Simulations reveal the role of glucose-6-phosphatase mutations in glycogen storage disease.

Abstract

Glucose-6-phosphatase catalytic subunit 1 (G6PC1) is a key enzyme in central metabolism, specifically in gluconeogenesis and glycogenolysis, but its structure and dynamics have eluded the scientific community for decades. Particular mutations in this enzyme give rise to glycogen storage disease type 1a, making it a potential therapeutic target. Recent advances in protein structure prediction by AlphaFold2 have yielded the first structural model of G6PC1. In a dual-pronged computational and experimental approach, we have investigated the structural and dynamical properties that confer G6PC1 catalytic activity. Multiple replica equilibrium molecular dynamics (MD) simulations allowed us to obtain a relaxed consensus structure of G6PC1 in a representative endoplasmic reticulum lipid bilayer. We then obtained a liganded structure of G6PC1 for both alpha and beta isomers of its native substrate, glucose-6-phosphate, by leveraging docking data and homologous crystallographic information. To assess the role of mutations on ligand stability, we collected over 15 μs of MD simulation of wildtype and clinically relevant mutants.

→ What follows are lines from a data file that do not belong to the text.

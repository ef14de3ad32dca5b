//! Vibewatch Agent — online train/score anomaly detection for vibration sensors.
//!
//! Modular structure:
//! - [`features`] — Sample schema and fixed-length feature extraction
//! - [`model`] — Standardization and isolation-forest detector
//! - [`policy`] — Dual-signal anomaly decision
//! - [`lifecycle`] — Training buffer, retrain trigger, live model ownership
//! - [`storage`] — Persisted model pair and encrypted prediction audit log
//! - [`api`] — HTTP transport
//! - [`logging`] — Structured JSON logging

pub mod api;
pub mod config;
pub mod error;
pub mod features;
pub mod lifecycle;
pub mod logging;
pub mod model;
pub mod policy;
pub mod storage;

pub use config::ServiceConfig;
pub use features::{FeatureExtractor, FeatureVector, RawSample, SampleMode, VibrationExtractor};
pub use lifecycle::{LifecycleManager, Outcome, RetrainReport, StatusSnapshot};
pub use logging::StructuredLogger;
pub use model::{AnomalyModel, IsolationForest, ModelState, Scaler};
pub use policy::{AnomalyPolicy, Verdict};
pub use storage::{ModelStore, PredictionLog, SqliteModelStore};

From this data we identified novel substrate-interacting residues by hydrogen bonding networks which we show have destabilizing effects on protein-ligand interactions, quantified by free energy calculations. Our expression and activity assays further corroborate the robustness of these wildtype and mutant models. This study provides the most detailed dynamical description of substrate-bound G6PC1 and elucidates the role of activity perturbing mutants on its structure, energetics, expression and activity. Together these findings suggest a molecular mechanism by which G6PC1 mutations may propagate clinical phenotypes of glycogen storage disease.